Exercise: Where a line of the records holds the string "Optional", copy that line.

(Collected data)

//! # Certificate Structure Builder
//!
//! Composes the unsigned COSE_Sign1 structure from a JSON claims document,
//! computes the digest the remote signer signs, and merges the returned
//! signature back.
//!
//! ## Payload Layout
//!
//! ```text
//! {
//!   1: issuer,          // text
//!   6: issued-at,       // seconds since epoch
//!   4: expiration,      // seconds since epoch
//!   -260: { 1: claims } // hcert wrapper around the versioned claims
//! }
//! ```
//!
//! Keys are written in exactly this order.

use dcc_core::{
    CborValue, CertificateInitData, ConfigError, ContentDigest, DccError, MalformedError,
};

use crate::cose::{CoseSign1, SignedCose, TagPolicy, UnsignedCose, HEADER_ALG, HEADER_KID};

/// Payload key: issuer.
pub const CLAIM_ISSUER: i64 = 1;
/// Payload key: expiration.
pub const CLAIM_EXPIRATION: i64 = 4;
/// Payload key: issued-at.
pub const CLAIM_ISSUED_AT: i64 = 6;
/// Payload key: health-certificate wrapper.
pub const CLAIM_HCERT: i64 = -260;
/// Key of the versioned claims inside the hcert wrapper.
pub const HCERT_EU_DCC: i64 = 1;

/// Build the CBOR payload for a certificate.
///
/// # Errors
///
/// - [`ConfigError::EmptyIssuer`] if `issuer` is empty.
/// - [`MalformedError::Json`] if `payload_json` is not valid JSON.
/// - [`MalformedError::NotAMap`] if it is valid JSON but not an object.
pub fn build_payload(
    payload_json: &str,
    issuer: &str,
    issued_at: i64,
    expiration: i64,
) -> Result<Vec<u8>, DccError> {
    if issuer.is_empty() {
        return Err(ConfigError::EmptyIssuer.into());
    }
    let claims: serde_json::Value =
        serde_json::from_str(payload_json).map_err(|e| MalformedError::Json(e.to_string()))?;
    if !claims.is_object() {
        return Err(MalformedError::NotAMap("certificate payload").into());
    }

    let payload = CborValue::Map(vec![
        (int(CLAIM_ISSUER), CborValue::Text(issuer.to_string())),
        (int(CLAIM_ISSUED_AT), int(issued_at)),
        (int(CLAIM_EXPIRATION), int(expiration)),
        (
            int(CLAIM_HCERT),
            CborValue::Map(vec![(int(HCERT_EU_DCC), CborValue::from_json(&claims))]),
        ),
    ]);
    let bytes = payload.to_vec()?;
    tracing::debug!(issuer, payload_len = bytes.len(), "built certificate payload");
    Ok(bytes)
}

/// Wrap payload bytes in an unsigned COSE_Sign1 structure.
///
/// The protected header carries the algorithm (omitted when
/// `algorithm_id == 0`) and the key identifier (omitted when `None`). The
/// unprotected header is empty and the signature is an empty byte string.
pub fn build_unsigned(
    payload: &[u8],
    key_id: Option<&[u8]>,
    algorithm_id: i64,
) -> Result<UnsignedCose, DccError> {
    let mut header = Vec::with_capacity(2);
    if algorithm_id != 0 {
        header.push((int(HEADER_ALG), int(algorithm_id)));
    }
    if let Some(kid) = key_id {
        header.push((int(HEADER_KID), CborValue::Bytes(kid.to_vec())));
    }

    let parts = CoseSign1 {
        protected: CborValue::Map(header).to_vec()?,
        unprotected: Vec::new(),
        payload: payload.to_vec(),
        signature: Vec::new(),
    };
    let unsigned = UnsignedCose::from_parts(&parts)?;
    tracing::debug!(
        envelope_len = unsigned.as_bytes().len(),
        has_kid = key_id.is_some(),
        algorithm_id,
        "built unsigned COSE_Sign1"
    );
    Ok(unsigned)
}

/// Build the unsigned structure for `init` and `payload_json` in one step.
pub fn build_certificate(
    init: &CertificateInitData,
    payload_json: &str,
) -> Result<UnsignedCose, DccError> {
    let payload = build_payload(
        payload_json,
        init.issuer(),
        init.issued_at(),
        init.expiration(),
    )?;
    build_unsigned(&payload, init.key_id(), init.algorithm_id())
}

/// SHA-256 of the `Sig_structure` of an unsigned structure.
///
/// # Errors
///
/// Returns a malformed-input error if `unsigned` is not a COSE_Sign1 array.
pub fn compute_signature_digest(unsigned: &[u8]) -> Result<ContentDigest, DccError> {
    let parts = CoseSign1::from_slice(unsigned, TagPolicy::Optional)?;
    let digest = parts.to_be_signed()?.digest();
    tracing::debug!(digest = %digest, "computed signature digest");
    Ok(digest)
}

impl UnsignedCose {
    /// SHA-256 of this structure's `Sig_structure`.
    pub fn signature_digest(&self) -> Result<ContentDigest, DccError> {
        compute_signature_digest(self.as_bytes())
    }
}

/// Place a raw signature into an unsigned structure.
///
/// # Errors
///
/// Returns [`MalformedError::EmptySignature`] if `signature` is empty.
pub fn merge_signature(unsigned: &UnsignedCose, signature: &[u8]) -> Result<SignedCose, DccError> {
    let mut target = unsigned.parts()?;
    target.signature = signature.to_vec();
    let signed = SignedCose::from_parts(&target)?;
    tracing::debug!(signature_len = signature.len(), "merged raw signature");
    Ok(signed)
}

/// Merge a partial COSE structure returned by the remote signer.
///
/// The signature element of `partial` replaces the target's. Every entry of
/// `partial`'s unprotected header is copied into the target's unprotected
/// header, overriding equal keys and keeping the others.
///
/// # Errors
///
/// - [`MalformedError::NotAnEnvelope`] if either side is not a COSE_Sign1 array
///   of at least four elements.
/// - [`MalformedError::NotAMap`] if `partial`'s unprotected header is not a map.
/// - [`MalformedError::EmptySignature`] if `partial` carries no signature.
pub fn merge_partial_signature(
    unsigned: &UnsignedCose,
    partial: &[u8],
) -> Result<SignedCose, DccError> {
    let mut target = unsigned.parts().map_err(|e| not_an_envelope("unsigned", e))?;
    let source = CoseSign1::from_slice(partial, TagPolicy::Optional).map_err(|e| match e {
        MalformedError::NotAMap(_) => MalformedError::NotAMap("signer unprotected header"),
        other => not_an_envelope("partial", other),
    })?;

    target.signature = source.signature;
    target.merge_unprotected(&source.unprotected);
    let signed = SignedCose::from_parts(&target)?;
    tracing::debug!(
        merged_headers = source.unprotected.len(),
        signature_len = target.signature.len(),
        "merged partial signature"
    );
    Ok(signed)
}

fn not_an_envelope(which: &str, cause: MalformedError) -> MalformedError {
    MalformedError::NotAnEnvelope(format!("{which} structure: {cause}"))
}

fn int(value: i64) -> CborValue {
    CborValue::Integer(i128::from(value))
}

#[cfg(test)]
mod tests {
    use super::*;
    use crate::cose::COSE_SIGN1_TAG;

    const CLAIMS: &str = r#"{"ver":"1.3.0","nam":{"fn":"Musterfrau","gn":"Erika"},"dob":"1964-08-12","t":[{"tg":"840539006","ci":"URN:UVCI:V1:DE:ABC"}]}"#;

    fn payload_entries(bytes: &[u8]) -> Vec<(CborValue, CborValue)> {
        match CborValue::from_slice(bytes).unwrap() {
            CborValue::Map(entries) => entries,
            other => panic!("payload is {}", other.type_name()),
        }
    }

    #[test]
    fn payload_has_keys_in_order() {
        let bytes = build_payload(CLAIMS, "DE", 1_622_505_600, 1_622_678_400).unwrap();
        let entries = payload_entries(&bytes);
        let keys: Vec<&CborValue> = entries.iter().map(|(k, _)| k).collect();
        assert_eq!(keys, vec![&int(1), &int(6), &int(4), &int(-260)]);
        assert_eq!(entries[0].1, CborValue::Text("DE".into()));
        assert_eq!(entries[1].1, int(1_622_505_600));
        assert_eq!(entries[2].1, int(1_622_678_400));
    }

    #[test]
    fn payload_wraps_claims_under_hcert() {
        let bytes = build_payload(CLAIMS, "DE", 1, 2).unwrap();
        let entries = payload_entries(&bytes);
        let Some(CborValue::Map(hcert)) = CborValue::lookup(&entries, CLAIM_HCERT) else {
            panic!("hcert wrapper missing");
        };
        let claims = CborValue::lookup(hcert, HCERT_EU_DCC).unwrap();
        let expected: serde_json::Value = serde_json::from_str(CLAIMS).unwrap();
        assert_eq!(claims.to_json().unwrap(), expected);
    }

    #[test]
    fn payload_rejects_empty_issuer() {
        assert!(matches!(
            build_payload(CLAIMS, "", 1, 2),
            Err(DccError::Config(ConfigError::EmptyIssuer))
        ));
    }

    #[test]
    fn payload_rejects_invalid_json() {
        assert!(matches!(
            build_payload("{not json", "DE", 1, 2),
            Err(DccError::Malformed(MalformedError::Json(_)))
        ));
        assert!(matches!(
            build_payload("[1,2]", "DE", 1, 2),
            Err(DccError::Malformed(MalformedError::NotAMap(_)))
        ));
    }

    #[test]
    fn unsigned_structure_shape() {
        let unsigned = build_unsigned(b"payload", Some(b"kid1"), -7).unwrap();
        let value = CborValue::from_slice(unsigned.as_bytes()).unwrap();
        let CborValue::Tag(COSE_SIGN1_TAG, inner) = value else {
            panic!("not tagged 18");
        };
        let CborValue::Array(items) = *inner else {
            panic!("not an array");
        };
        assert_eq!(items.len(), 4);
        assert_eq!(items[1], CborValue::Map(vec![]));
        assert_eq!(items[2], CborValue::Bytes(b"payload".to_vec()));
        assert_eq!(items[3], CborValue::Bytes(vec![]));

        let parts = unsigned.parts().unwrap();
        let header = parts.protected_header().unwrap();
        assert_eq!(
            header,
            vec![
                (int(HEADER_ALG), int(-7)),
                (int(HEADER_KID), CborValue::Bytes(b"kid1".to_vec())),
            ]
        );
    }

    #[test]
    fn unsigned_omits_absent_header_entries() {
        let unsigned = build_unsigned(b"payload", None, 0).unwrap();
        let parts = unsigned.parts().unwrap();
        assert_eq!(parts.protected, vec![0xa0]);
    }

    #[test]
    fn digest_depends_on_payload() {
        let a = build_unsigned(b"a", None, -7).unwrap();
        let b = build_unsigned(b"b", None, -7).unwrap();
        assert_ne!(a.signature_digest().unwrap(), b.signature_digest().unwrap());
        assert_eq!(
            a.signature_digest().unwrap(),
            compute_signature_digest(a.as_bytes()).unwrap()
        );
    }

    #[test]
    fn digest_rejects_non_array() {
        let bytes = CborValue::Text("nope".into()).to_vec().unwrap();
        assert!(matches!(
            compute_signature_digest(&bytes),
            Err(DccError::Malformed(MalformedError::NotAnArray(_)))
        ));
    }

    #[test]
    fn digest_ignores_unprotected_header_and_signature() {
        let unsigned = build_unsigned(b"payload", Some(b"k"), -7).unwrap();
        let signed = merge_signature(&unsigned, &[9; 64]).unwrap();
        assert_eq!(
            compute_signature_digest(signed.as_bytes()).unwrap(),
            unsigned.signature_digest().unwrap()
        );
    }

    #[test]
    fn merge_signature_fills_index_3() {
        let unsigned = build_unsigned(b"payload", None, -7).unwrap();
        let signed = merge_signature(&unsigned, &[7; 64]).unwrap();
        let parts = signed.parts().unwrap();
        assert_eq!(parts.signature, vec![7; 64]);
        assert_eq!(parts.payload, b"payload".to_vec());
    }

    #[test]
    fn merge_signature_rejects_empty() {
        let unsigned = build_unsigned(b"payload", None, -7).unwrap();
        assert!(matches!(
            merge_signature(&unsigned, &[]),
            Err(DccError::Malformed(MalformedError::EmptySignature))
        ));
    }

    #[test]
    fn merge_partial_copies_signature_and_headers() {
        let unsigned = build_unsigned(b"payload", None, -7).unwrap();
        let partial = CoseSign1 {
            protected: vec![0xa0],
            unprotected: vec![(int(HEADER_KID), CborValue::Bytes(b"kid".to_vec()))],
            payload: vec![],
            signature: vec![5; 64],
        }
        .to_vec()
        .unwrap();

        let signed = merge_partial_signature(&unsigned, &partial).unwrap();
        let parts = signed.parts().unwrap();
        assert_eq!(parts.signature, vec![5; 64]);
        assert_eq!(parts.payload, b"payload".to_vec());
        assert_eq!(
            parts.unprotected,
            vec![(int(HEADER_KID), CborValue::Bytes(b"kid".to_vec()))]
        );
    }

    #[test]
    fn merge_partial_rejects_short_source() {
        let unsigned = build_unsigned(b"payload", None, -7).unwrap();
        let short = CborValue::Array(vec![CborValue::Bytes(vec![]), CborValue::Map(vec![])])
            .to_vec()
            .unwrap();
        assert!(matches!(
            merge_partial_signature(&unsigned, &short),
            Err(DccError::Malformed(MalformedError::NotAnEnvelope(_)))
        ));
    }

    #[test]
    fn merge_partial_rejects_non_map_header() {
        let unsigned = build_unsigned(b"payload", None, -7).unwrap();
        let bad = CborValue::Array(vec![
            CborValue::Bytes(vec![]),
            CborValue::Text("header".into()),
            CborValue::Bytes(vec![]),
            CborValue::Bytes(vec![1]),
        ])
        .to_vec()
        .unwrap();
        assert!(matches!(
            merge_partial_signature(&unsigned, &bad),
            Err(DccError::Malformed(MalformedError::NotAMap("signer unprotected header")))
        ));
    }
}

Written response:
    let parts = CoseSign1::from_slice(unsigned, TagPolicy::Optional)?;
    let source = CoseSign1::from_slice(partial, TagPolicy::Optional).map_err(|e| match e {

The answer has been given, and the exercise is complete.